Every line of the material is to be given again exactly.

→ **Source material**:
◇ ◇ ◇ ◇
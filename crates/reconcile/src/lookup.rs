//! Data lookups - read-only resolution of exactly one remote record
//!
//! A lookup kind names the filter keys it accepts. Filter terms are passed to
//! the remote `list` call, and every returned record is checked again locally
//! after decoding, since a service may ignore filters it does not know.
//! More than one surviving record is an error, never a silent first pick.

use std::collections::BTreeMap;
use std::fmt;
use std::sync::Arc;

use crate::client::{Filter, RemoteApi};
use crate::codec::AttributeCodec;
use crate::error::{Error, Operation, Result, Violation, ViolationKind};
use crate::schema::Schema;
use crate::state::{DeclaredState, Value};

/// Caller-supplied filter: filter key to expected value
pub type Criteria = BTreeMap<String, String>;

/// One accepted filter key
#[derive(Debug, Clone, Copy, PartialEq, Eq)]
pub struct FilterField {
    /// Key the caller uses
    pub key: &'static str,
    /// Schema field the decoded record is checked against
    pub field: &'static str,
    /// Key sent to the remote `list` call
    pub remote_key: &'static str,
}

impl FilterField {
    pub const fn new(key: &'static str, field: &'static str, remote_key: &'static str) -> Self {
        Self {
            key,
            field,
            remote_key,
        }
    }
}

/// Capabilities a data source provides to [`DataLookup`]
pub trait LookupKind: Send + Sync + fmt::Debug {
    /// Registry key (e.g., "latitudesh_plan")
    fn name(&self) -> &'static str;

    /// Remote collection path (e.g., "plans")
    fn collection(&self) -> &'static str;

    fn schema(&self) -> &Schema;

    fn codec(&self) -> &dyn AttributeCodec;

    fn filters(&self) -> &[FilterField];
}

/// Resolves filters to a single record of one lookup kind
#[derive(Clone)]
pub struct DataLookup {
    kind: Arc<dyn LookupKind>,
    client: Arc<dyn RemoteApi>,
}

impl fmt::Debug for DataLookup {
    fn fmt(&self, f: &mut fmt::Formatter<'_>) -> fmt::Result {
        f.debug_struct("DataLookup")
            .field("kind", &self.kind.name())
            .finish_non_exhaustive()
    }
}

fn describe(criteria: &Criteria) -> String {
    let terms: Vec<_> = criteria.iter().map(|(k, v)| format!("{k}={v}")).collect();
    format!("{{{}}}", terms.join(", "))
}

/// Whether a decoded value satisfies one filter term
fn matches(value: Option<&Value>, expected: &str) -> bool {
    match value {
        Some(Value::List(items)) => items.iter().any(|item| item == expected),
        Some(other) => other.to_string() == expected,
        None => false,
    }
}

impl DataLookup {
    pub fn new(kind: Arc<dyn LookupKind>, client: Arc<dyn RemoteApi>) -> Self {
        Self { kind, client }
    }

    pub fn kind(&self) -> &dyn LookupKind {
        self.kind.as_ref()
    }

    fn filter_field(&self, key: &str) -> Option<&FilterField> {
        self.kind.filters().iter().find(|f| f.key == key)
    }

    fn validate(&self, criteria: &Criteria) -> Result<Vec<FilterField>> {
        let mut violations = Vec::new();
        let mut fields = Vec::new();

        if criteria.is_empty() {
            let accepted: Vec<_> = self.kind.filters().iter().map(|f| f.key).collect();
            violations.push(Violation::new(
                "filter",
                ViolationKind::Invalid(format!(
                    "at least one filter is required ({})",
                    accepted.join(", ")
                )),
            ));
        }

        for key in criteria.keys() {
            match self.filter_field(key) {
                Some(field) => fields.push(*field),
                None => violations.push(Violation::new(key.as_str(), ViolationKind::Unknown)),
            }
        }

        if violations.is_empty() {
            Ok(fields)
        } else {
            Err(Error::SchemaValidation {
                kind: self.kind.name().to_string(),
                violations,
            })
        }
    }

    /// Resolve `criteria` to exactly one record
    ///
    /// # Errors
    ///
    /// - `SchemaValidation` for an empty filter or an unknown filter key
    /// - `NotFound` when no record matches
    /// - `AmbiguousMatch` when more than one record matches
    pub fn resolve(&self, criteria: &Criteria) -> Result<DeclaredState> {
        let fields = self.validate(criteria)?;

        let mut filter = Filter::new();
        for field in &fields {
            filter.push(field.remote_key, criteria[field.key].as_str());
        }

        let objects = self
            .client
            .list(self.kind.collection(), &filter)
            .map_err(|source| Error::Remote {
                operation: Operation::Lookup,
                kind: self.kind.name().to_string(),
                source,
            })?;
        log::debug!(
            "lookup {} {}: {} candidate(s)",
            self.kind.name(),
            describe(criteria),
            objects.len()
        );

        let mut matched = Vec::new();
        for object in &objects {
            let record = self.kind.codec().decode(self.kind.schema(), object)?;
            let keep = fields
                .iter()
                .all(|field| matches(record.get(field.field), &criteria[field.key]));
            if keep {
                matched.push(record);
            }
        }

        match matched.len() {
            0 => Err(Error::NotFound {
                kind: self.kind.name().to_string(),
                target: describe(criteria),
            }),
            1 => Ok(matched.remove(0)),
            count => Err(Error::AmbiguousMatch {
                kind: self.kind.name().to_string(),
                filter: describe(criteria),
                count,
            }),
        }
    }
}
◇ ◇ ◇ ◇
→ **Result for this task**:
filename crates/reconcile/src/lookup.rs
//! Data lookups - read-only resolution of exactly one remote record
//!
//! A lookup kind names the filter keys it accepts. Filter terms are passed to
//! the remote `list` call, and every returned record is checked again locally
//! after decoding, since a service may ignore filters it does not know.
//! More than one surviving record is an error, never a silent first pick.

use std::collections::BTreeMap;
use std::fmt;
use std::sync::Arc;

use crate::client::{Filter, RemoteApi};
use crate::codec::AttributeCodec;
use crate::error::{Error, Operation, Result, Violation, ViolationKind};
use crate::schema::Schema;
use crate::state::{DeclaredState, Value};

/// Caller-supplied filter: filter key to expected value
pub type Criteria = BTreeMap<String, String>;

/// One accepted filter key
#[derive(Debug, Clone, Copy, PartialEq, Eq)]
pub struct FilterField {
    /// Key the caller uses
    pub key: &'static str,
    /// Schema field the decoded record is checked against
    pub field: &'static str,
    /// Key sent to the remote `list` call
    pub remote_key: &'static str,
}

impl FilterField {
    pub const fn new(key: &'static str, field: &'static str, remote_key: &'static str) -> Self {
        Self {
            key,
            field,
            remote_key,
        }
    }
}

/// Capabilities a data source provides to [`DataLookup`]
pub trait LookupKind: Send + Sync + fmt::Debug {
    /// Registry key (e.g., "latitudesh_plan")
    fn name(&self) -> &'static str;

    /// Remote collection path (e.g., "plans")
    fn collection(&self) -> &'static str;

    fn schema(&self) -> &Schema;

    fn codec(&self) -> &dyn AttributeCodec;

    fn filters(&self) -> &[FilterField];
}

/// Resolves filters to a single record of one lookup kind
#[derive(Clone)]
pub struct DataLookup {
    kind: Arc<dyn LookupKind>,
    client: Arc<dyn RemoteApi>,
}

impl fmt::Debug for DataLookup {
    fn fmt(&self, f: &mut fmt::Formatter<'_>) -> fmt::Result {
        f.debug_struct("DataLookup")
            .field("kind", &self.kind.name())
            .finish_non_exhaustive()
    }
}

fn describe(criteria: &Criteria) -> String {
    let terms: Vec<_> = criteria.iter().map(|(k, v)| format!("{k}={v}")).collect();
    format!("{{{}}}", terms.join(", "))
}

/// Whether a decoded value satisfies one filter term
fn matches(value: Option<&Value>, expected: &str) -> bool {
    match value {
        Some(Value::List(items)) => items.iter().any(|item| item == expected),
        Some(other) => other.to_string() == expected,
        None => false,
    }
}

impl DataLookup {
    pub fn new(kind: Arc<dyn LookupKind>, client: Arc<dyn RemoteApi>) -> Self {
        Self { kind, client }
    }

    pub fn kind(&self) -> &dyn LookupKind {
        self.kind.as_ref()
    }

    fn filter_field(&self, key: &str) -> Option<&FilterField> {
        self.kind.filters().iter().find(|f| f.key == key)
    }

    fn validate(&self, criteria: &Criteria) -> Result<Vec<FilterField>> {
        let mut violations = Vec::new();
        let mut fields = Vec::new();

        if criteria.is_empty() {
            let accepted: Vec<_> = self.kind.filters().iter().map(|f| f.key).collect();
            violations.push(Violation::new(
                "filter",
                ViolationKind::Invalid(format!(
                    "at least one filter is required ({})",
                    accepted.join(", ")
                )),
            ));
        }

        for key in criteria.keys() {
            match self.filter_field(key) {
                Some(field) => fields.push(*field),
                None => violations.push(Violation::new(key.as_str(), ViolationKind::Unknown)),
            }
        }

        if violations.is_empty() {
            Ok(fields)
        } else {
            Err(Error::SchemaValidation {
                kind: self.kind.name().to_string(),
                violations,
            })
        }
    }

    /// Resolve `criteria` to exactly one record
    ///
    /// # Errors
    ///
    /// - `SchemaValidation` for an empty filter or an unknown filter key
    /// - `NotFound` when no record matches
    /// - `AmbiguousMatch` when more than one record matches
    pub fn resolve(&self, criteria: &Criteria) -> Result<DeclaredState> {
        let fields = self.validate(criteria)?;

        let mut filter = Filter::new();
        for field in &fields {
            filter.push(field.remote_key, criteria[field.key].as_str());
        }

        let objects = self
            .client
            .list(self.kind.collection(), &filter)
            .map_err(|source| Error::Remote {
                operation: Operation::Lookup,
                kind: self.kind.name().to_string(),
                source,
            })?;
        log::debug!(
            "lookup {} {}: {} candidate(s)",
            self.kind.name(),
            describe(criteria),
            objects.len()
        );

        let mut matched = Vec::new();
        for object in &objects {
            let record = self.kind.codec().decode(self.kind.schema(), object)?;
            let keep = fields
                .iter()
                .all(|field| matches(record.get(field.field), &criteria[field.key]));
            if keep {
                matched.push(record);
            }
        }

        match matched.len() {
            0 => Err(Error::NotFound {
                kind: self.kind.name().to_string(),
                target: describe(criteria),
            }),
            1 => Ok(matched.remove(0)),
            count => Err(Error::AmbiguousMatch {
                kind: self.kind.name().to_string(),
                filter: describe(criteria),
                count,
            }),
        }
    }
}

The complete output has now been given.